During a Thursday night Fox News appearance, Dr. Jay Bhattacharya—who took part in Gov. Ron DeSantis’ coronavirus panel discussion that was pulled from YouTube for COVID-19 misinformation—claimed that the nation’s top infectious disease expert was actually America’s “No. 1 anti-vaxxer.”
Hours after chief Biden medical adviser Dr. Anthony Fauci got into a heated exchange with Rep. Jim Jordan (R-OH) over when Americans will have their “liberties” back,” Bhattacharya appeared alongside Jordan on The Ingraham Angle. Asked by host Laura Ingraham why Fauci wouldn’t give a “specific number” of COVID-19 cases he’d be comfortable with to return to normal, the Stanford doctor said it’s because “no number other than zero that will satisfy him.”
Bhattacharya—one of the co-authors of the controversial Great Barrington Declaration on herd immunity—went on to state that the country has already vaccinated enough of the vulnerable population to fully reopen, adding that Fauci’s cautious approach is driving down confidence in the vaccines.
In doing so, the Fox News guest borrowed heavily from the argument made by Tucker Carlson earlier this week—that Fauci’s mask-wearing suggested to Americans that the vaccines “don’t work.”
“Dr.
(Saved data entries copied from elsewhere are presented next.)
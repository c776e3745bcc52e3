//! Group membership mutation: add or remove one directory object across a
//! batch of groups, with per-group outcomes.
//!
//! There is no rollback. Each group succeeds or fails on its own and the
//! report says which did which.

use chrono::{DateTime, Utc};
use futures::future::join_all;
use serde::{Deserialize, Serialize};
use tracing::{info, instrument, warn};

use crate::api::ManagementApi;
use crate::error::LensError;
use crate::model::Identity;

#[derive(Debug, Clone, Copy, PartialEq, Eq, Serialize, Deserialize)]
#[serde(rename_all = "lowercase")]
pub enum MutationAction {
    Add,
    Remove,
}

impl MutationAction {
    fn verb(&self) -> &'static str {
        match self {
            MutationAction::Add => "added to",
            MutationAction::Remove => "removed from",
        }
    }
}

/// How the caller names a group to mutate.
///
/// Search results carry ids; table-row selections only carry display names,
/// which are resolved here right before the mutation.
#[derive(Debug, Clone, PartialEq, Eq)]
pub enum GroupSelector {
    ById { id: String, name: String },
    ByName(String),
}

impl GroupSelector {
    fn display_name(&self) -> &str {
        match self {
            GroupSelector::ById { name, .. } => name,
            GroupSelector::ByName(name) => name,
        }
    }
}

/// One group's result within a batch.
#[derive(Debug, Clone, PartialEq, Eq, Serialize, Deserialize)]
#[serde(rename_all = "camelCase")]
pub struct MutationOutcome {
    pub group_name: String,
    #[serde(skip_serializing_if = "Option::is_none", default)]
    pub group_id: Option<String>,
    #[serde(skip_serializing_if = "Option::is_none", default)]
    pub error: Option<String>,
}

impl MutationOutcome {
    pub fn succeeded(&self) -> bool {
        self.error.is_none()
    }
}

#[derive(Debug, Clone, Copy, PartialEq, Eq, Serialize, Deserialize)]
#[serde(rename_all = "camelCase")]
pub enum BatchStatus {
    AllSucceeded,
    PartialFailure,
    AllFailed,
}

/// The whole batch's result. Never an `Err`: per-group failures are data,
/// not control flow.
#[derive(Debug, Clone, PartialEq, Eq, Serialize, Deserialize)]
#[serde(rename_all = "camelCase")]
pub struct MutationReport {
    pub action: MutationAction,
    pub subject_name: String,
    pub outcomes: Vec<MutationOutcome>,
    pub status: BatchStatus,
    pub summary: String,
    pub completed_at: DateTime<Utc>,
}

/// Applies `action` for the subject across all selected groups concurrently.
#[instrument(skip(api, subject, selectors), fields(subject = %subject.display_name, groups = selectors.len()))]
pub async fn apply_mutation<A>(
    api: &A,
    action: MutationAction,
    subject: &Identity,
    selectors: &[GroupSelector],
) -> MutationReport
where
    A: ManagementApi + ?Sized,
{
    let outcomes = join_all(
        selectors
            .iter()
            .map(|selector| mutate_one(api, action, &subject.directory_id, selector)),
    )
    .await;

    let failed: Vec<&str> = outcomes
        .iter()
        .filter(|o| !o.succeeded())
        .map(|o| o.group_name.as_str())
        .collect();
    let status = if failed.is_empty() {
        BatchStatus::AllSucceeded
    } else if failed.len() == outcomes.len() {
        BatchStatus::AllFailed
    } else {
        BatchStatus::PartialFailure
    };
    let summary = match status {
        BatchStatus::AllSucceeded => format!(
            "{} {} {} group(s)",
            subject.display_name,
            action.verb(),
            outcomes.len()
        ),
        _ => format!(
            "{} {} {} of {} group(s); failed: {}",
            subject.display_name,
            action.verb(),
            outcomes.len() - failed.len(),
            outcomes.len(),
            failed.join(", ")
        ),
    };
    info!(%summary, "mutation batch finished");

    MutationReport {
        action,
        subject_name: subject.display_name.clone(),
        outcomes,
        status,
        summary,
        completed_at: Utc::now(),
    }
}

async fn mutate_one<A>(
    api: &A,
    action: MutationAction,
    directory_id: &str,
    selector: &GroupSelector,
) -> MutationOutcome
where
    A: ManagementApi + ?Sized,
{
    let (group_id, group_name) = match resolve_selector(api, selector).await {
        Ok(resolved) => resolved,
        Err(err) => {
            warn!(group = selector.display_name(), error = %err, "selector resolution failed");
            return MutationOutcome {
                group_name: selector.display_name().to_string(),
                group_id: None,
                error: Some(err.to_string()),
            };
        }
    };
    let result = match action {
        MutationAction::Add => api.add_group_member(&group_id, directory_id).await,
        MutationAction::Remove => api.remove_group_member(&group_id, directory_id).await,
    };
    match result {
        Ok(()) => MutationOutcome {
            group_name,
            group_id: Some(group_id),
            error: None,
        },
        Err(err) => {
            warn!(group = %group_name, error = %err, "mutation failed");
            MutationOutcome {
                group_name,
                group_id: Some(group_id),
                error: Some(err.to_string()),
            }
        }
    }
}

/// Turns a selector into `(group_id, display_name)`, looking display names
/// up in the directory. An unmatched name is this group's failure, not the
/// batch's.
async fn resolve_selector<A>(
    api: &A,
    selector: &GroupSelector,
) -> Result<(String, String), LensError>
where
    A: ManagementApi + ?Sized,
{
    match selector {
        GroupSelector::ById { id, name } => Ok((id.clone(), name.clone())),
        GroupSelector::ByName(name) => {
            let mut matches = api.groups_by_display_name(name).await?;
            if matches.is_empty() {
                return Err(LensError::Mutation {
                    group: name.clone(),
                    reason: "Group not found".to_string(),
                });
            }
            let group = matches.remove(0);
            if group.is_dynamic {
                return Err(LensError::Mutation {
                    group: group.display_name,
                    reason: "dynamic group membership is rule-managed".to_string(),
                });
            }
            Ok((group.id, group.display_name))
        }
    }
}
//! The `script download` command.

use std::path::PathBuf;

use anyhow::{Context, Result};
use colored::Colorize;

use fl_core::{actions, ManagementApi};

use crate::console;

/// Downloads a platform script's decoded content to disk.
///
/// The id comes from a pasted console URL (`policyId/...`) or a bare id;
/// the output path defaults to the script's own file name.
pub async fn download<A>(api: &A, target: &str, out: Option<PathBuf>) -> Result<()>
where
    A: ManagementApi + ?Sized,
{
    let script_id = console::extract_policy_id(target)?;
    let script = actions::fetch_script(api, &script_id)
        .await
        .context("Script fetch failed")?;

    let path = out.unwrap_or_else(|| PathBuf::from(&script.file_name));
    std::fs::write(&path, &script.content)
        .with_context(|| format!("Failed to write script to {}", path.display()))?;
    println!(
        "{} {} ({} bytes)",
        "Saved".green(),
        path.display().to_string().cyan(),
        script.content.len()
    );
    Ok(())
}
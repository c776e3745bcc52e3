//! The seam between the resolution logic and the remote management API.
//!
//! `fl-graph` implements [`ManagementApi`] against Microsoft Graph; tests use
//! the in-memory [`mock::MockApi`]. Implementations return carrier types that
//! are already decoded — raw wire shapes (OData envelopes, report
//! schema/value tables, `@odata.type` strings) never cross this boundary.

pub mod mock;

use async_trait::async_trait;

use crate::error::LensResult;
use crate::model::{AssignmentSpec, GroupInfo, TargetKind};

/// The managed-device record behind an opaque management id.
#[derive(Debug, Clone, Default, PartialEq, Eq)]
pub struct ManagedDevice {
    pub mdm_id: String,
    pub device_name: Option<String>,
    /// Hardware identifier linking the enrollment to its directory object.
    pub azure_ad_device_id: Option<String>,
    /// Principal name of the signed-in user, when the device has one.
    pub user_principal_name: Option<String>,
}

/// A directory device or user as returned by the lookup endpoints.
#[derive(Debug, Clone, PartialEq, Eq)]
pub struct DirectoryObject {
    pub id: String,
    pub display_name: Option<String>,
}

/// Which membership feed to read.
#[derive(Debug, Clone, Copy, PartialEq, Eq, Hash)]
pub enum MembershipScope {
    Direct,
    Transitive,
}

/// Context for an app-inventory read: the device itself or a resolved user.
#[derive(Debug, Clone, PartialEq, Eq, Hash)]
pub enum AppScope {
    Device,
    User { directory_id: String },
}

impl AppScope {
    pub fn kind(&self) -> TargetKind {
        match self {
            AppScope::Device => TargetKind::Device,
            AppScope::User { .. } => TargetKind::User,
        }
    }
}

/// One row of the configuration-policies report.
#[derive(Debug, Clone, PartialEq, Eq)]
pub struct PolicyRow {
    pub policy_id: String,
    pub policy_name: String,
    /// Numeric type code as reported; selects which assignment endpoint
    /// applies.
    pub policy_type: String,
    /// Per-policy principal name, or `None` when the report said
    /// "Not Available". Gates all-users targets in this domain.
    pub user_principal_name: Option<String>,
}

/// One row of the compliance report.
#[derive(Debug, Clone, PartialEq, Eq)]
pub struct ComplianceRow {
    /// Absent when the report row carried no usable id; such policies skip
    /// the assignment fetch.
    pub policy_id: Option<String>,
    pub policy_name: String,
    pub status: String,
}

/// One entry of a device- or user-context app inventory.
#[derive(Debug, Clone, PartialEq, Eq)]
pub struct AppInstall {
    pub application_id: String,
    pub display_name: String,
    pub intent: Option<String>,
    pub version: Option<String>,
    pub install_state: Option<String>,
    /// Which inventory context produced the entry.
    pub context: TargetKind,
}

/// A platform script with its assignment targets already expanded.
#[derive(Debug, Clone, PartialEq, Eq)]
pub struct ScriptListing {
    pub script_id: String,
    pub display_name: String,
    pub description: Option<String>,
    pub assignments: Vec<AssignmentSpec>,
}

/// A decoded script payload ready to write to disk.
#[derive(Debug, Clone, PartialEq, Eq)]
pub struct ScriptContent {
    pub file_name: String,
    pub content: Vec<u8>,
}

/// Operations the resolution pipeline needs from the management API.
///
/// Every method is a single attempt against the remote API; callers own all
/// error handling and nothing here retries or caches.
#[async_trait]
pub trait ManagementApi: Send + Sync {
    /// Reads the managed-device record for an opaque management id.
    async fn managed_device(&self, mdm_id: &str) -> LensResult<ManagedDevice>;

    /// Directory devices whose hardware device id matches exactly.
    async fn directory_devices_by_device_id(
        &self,
        azure_ad_device_id: &str,
    ) -> LensResult<Vec<DirectoryObject>>;

    /// Directory users whose principal name matches exactly.
    async fn directory_users_by_upn(
        &self,
        user_principal_name: &str,
    ) -> LensResult<Vec<DirectoryObject>>;

    /// One membership feed for a device or user directory object.
    async fn member_groups(
        &self,
        kind: TargetKind,
        directory_id: &str,
        scope: MembershipScope,
    ) -> LensResult<Vec<GroupInfo>>;

    /// Display-name search over directory groups (server-side, first page).
    async fn search_groups(&self, query: &str) -> LensResult<Vec<GroupInfo>>;

    /// Groups whose display name matches exactly; used to resolve table
    /// selections back to ids.
    async fn groups_by_display_name(&self, display_name: &str) -> LensResult<Vec<GroupInfo>>;

    /// Creates a security group and returns it.
    async fn create_group(&self, display_name: &str) -> LensResult<GroupInfo>;

    /// Adds a directory object to a group.
    async fn add_group_member(&self, group_id: &str, directory_id: &str) -> LensResult<()>;

    /// Removes a directory object from a group.
    async fn remove_group_member(&self, group_id: &str, directory_id: &str) -> LensResult<()>;

    /// Configuration-policies report rows for a managed device.
    async fn configuration_report(&self, mdm_id: &str) -> LensResult<Vec<PolicyRow>>;

    /// Assignment targets of one configuration policy. The policy type
    /// selects between the two upstream assignment endpoints.
    async fn configuration_assignments(
        &self,
        policy_id: &str,
        policy_type: &str,
    ) -> LensResult<Vec<AssignmentSpec>>;

    /// Compliance report rows for a managed device.
    async fn compliance_report(&self, mdm_id: &str) -> LensResult<Vec<ComplianceRow>>;

    /// Assignment targets of one compliance policy.
    async fn compliance_assignments(&self, policy_id: &str) -> LensResult<Vec<AssignmentSpec>>;

    /// App inventory for one context (device, or a resolved user).
    async fn app_inventory(&self, scope: AppScope, mdm_id: &str) -> LensResult<Vec<AppInstall>>;

    /// Assignment targets of one application.
    async fn app_assignments(&self, application_id: &str) -> LensResult<Vec<AssignmentSpec>>;

    /// All platform scripts with their assignments expanded.
    async fn scripts_with_assignments(&self) -> LensResult<Vec<ScriptListing>>;

    /// One script's decoded payload.
    async fn script(&self, script_id: &str) -> LensResult<ScriptContent>;

    /// Requests diagnostic-log collection for an app on the device, on
    /// behalf of the resolved user.
    async fn request_log_collection(
        &self,
        user_directory_id: &str,
        mdm_id: &str,
        app_id: &str,
        folders: &[String],
    ) -> LensResult<()>;
}
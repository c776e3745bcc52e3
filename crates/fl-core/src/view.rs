//! Pure presentation projection over resolver output, driven by an explicit
//! serializable [`ViewState`].
//!
//! Nothing here talks to the API; the CLI loads state, projects, renders,
//! and saves state back.

use serde::{Deserialize, Serialize};

use crate::model::{
    AssignmentDomain, AssignmentKind, AssignmentRecord, GroupInfo, MembershipKind, MembershipMap,
    TargetKind,
};

#[derive(Debug, Clone, Copy, PartialEq, Eq, Default, Serialize, Deserialize)]
#[serde(rename_all = "lowercase")]
pub enum SortDirection {
    #[default]
    Asc,
    Desc,
}

/// The last group search, kept so selections survive across invocations.
#[derive(Debug, Clone, PartialEq, Eq, Serialize, Deserialize)]
#[serde(rename_all = "camelCase")]
pub struct SearchSnapshot {
    pub query: String,
    pub results: Vec<GroupInfo>,
}

/// Everything the presentation layer remembers between invocations.
#[derive(Debug, Clone, PartialEq, Eq, Serialize, Deserialize)]
#[serde(rename_all = "camelCase", default)]
pub struct ViewState {
    pub domain: AssignmentDomain,
    pub sort: SortDirection,
    /// Case-insensitive substring match on subject names; empty shows all.
    pub filter: String,
    /// Which identity mutations apply to.
    pub target_mode: TargetKind,
    pub selected_group_ids: Vec<String>,
    #[serde(skip_serializing_if = "Option::is_none")]
    pub last_search: Option<SearchSnapshot>,
}

impl Default for ViewState {
    fn default() -> Self {
        ViewState {
            domain: AssignmentDomain::Configuration,
            sort: SortDirection::Asc,
            filter: String::new(),
            target_mode: TargetKind::Device,
            selected_group_ids: Vec::new(),
            last_search: None,
        }
    }
}

/// One rendered table row: a record flattened to a single target.
#[derive(Debug, Clone, PartialEq, Eq, Serialize, Deserialize)]
#[serde(rename_all = "camelCase")]
pub struct DisplayRow {
    pub subject_name: String,
    #[serde(skip_serializing_if = "Option::is_none", default)]
    pub detail: Option<String>,
    pub group_name: String,
    #[serde(skip_serializing_if = "Option::is_none", default)]
    pub membership_kind: Option<MembershipKind>,
    #[serde(skip_serializing_if = "Option::is_none", default)]
    pub audience: Option<TargetKind>,
    #[serde(skip_serializing_if = "Option::is_none", default)]
    pub intent: Option<String>,
    #[serde(skip_serializing_if = "Option::is_none", default)]
    pub error: Option<String>,
}

/// A group eligible for membership mutation.
#[derive(Debug, Clone, PartialEq, Eq, Serialize, Deserialize)]
#[serde(rename_all = "camelCase")]
pub struct GroupChoice {
    pub id: String,
    pub name: String,
}

/// Flattens records to display rows, applying the view's filter and sort.
///
/// A record that failed its fetch yields one row carrying the error. The
/// sort is stable, so a subject's targets keep their resolution order.
pub fn project(records: &[AssignmentRecord], view: &ViewState) -> Vec<DisplayRow> {
    let needle = view.filter.trim().to_lowercase();
    let mut rows: Vec<DisplayRow> = Vec::new();
    for record in records {
        if !needle.is_empty() && !record.subject_name.to_lowercase().contains(&needle) {
            continue;
        }
        if record.targets.is_empty() {
            rows.push(DisplayRow {
                subject_name: record.subject_name.clone(),
                detail: record.detail.clone(),
                group_name: "-".to_string(),
                membership_kind: None,
                audience: None,
                intent: None,
                error: record.error.clone(),
            });
            continue;
        }
        for target in &record.targets {
            rows.push(DisplayRow {
                subject_name: record.subject_name.clone(),
                detail: record.detail.clone(),
                group_name: target.group_name.clone(),
                membership_kind: target.membership_kind,
                audience: target.audience,
                intent: target.intent.clone(),
                error: None,
            });
        }
    }
    match view.sort {
        SortDirection::Asc => rows.sort_by(|a, b| {
            a.subject_name.to_lowercase().cmp(&b.subject_name.to_lowercase())
        }),
        SortDirection::Desc => rows.sort_by(|a, b| {
            b.subject_name.to_lowercase().cmp(&a.subject_name.to_lowercase())
        }),
    }
    rows
}

/// Groups from resolved records that a mutation may target: explicit groups
/// only, dynamic ones excluded. Dynamic targets still display; they are
/// just not selectable.
pub fn selectable_groups(
    records: &[AssignmentRecord],
    membership: &MembershipMap,
) -> Vec<GroupChoice> {
    let mut seen = std::collections::HashSet::new();
    let mut choices = Vec::new();
    for record in records {
        for target in &record.targets {
            if target.kind != AssignmentKind::ExplicitGroup {
                continue;
            }
            let Some(id) = target.group_id.as_deref() else {
                continue;
            };
            if membership.is_dynamic(id) || !seen.insert(id.to_string()) {
                continue;
            }
            choices.push(GroupChoice {
                id: id.to_string(),
                name: membership
                    .name_of(id)
                    .unwrap_or(target.group_name.as_str())
                    .to_string(),
            });
        }
    }
    choices
}

/// Search results a mutation may target, same eligibility rule.
pub fn selectable_from_search(results: &[GroupInfo]) -> Vec<GroupChoice> {
    results
        .iter()
        .filter(|g| !g.is_dynamic)
        .map(|g| GroupChoice {
            id: g.id.clone(),
            name: g.display_name.clone(),
        })
        .collect()
}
Fauci is probably the No. 1 anti-vaxxer in the country, in some sense,” he exclaimed. “Because he has modeled behavior that has made people think the vaccine won’t give you back your life. It will, it’s an incredibly effective vaccine. He was wearing a mask but he’s been vaccinated. I don’t really understand what he’s trying to do.”
While more than 76 million Americans have been fully vaccinated and the shots have proven to be highly effective, the country is currently dealing with a wave that has seen hospitalizations increase nationwide and cases surge in the majority of states.
Due to the vaccine rollout targeting the elderly and vulnerable populations first, the demographics of the hospitalizations have dramatically shifted, and the average age of patients has plummeted. At the same time, many areas are saying the patients are generally less ill than earlier in the pandemic.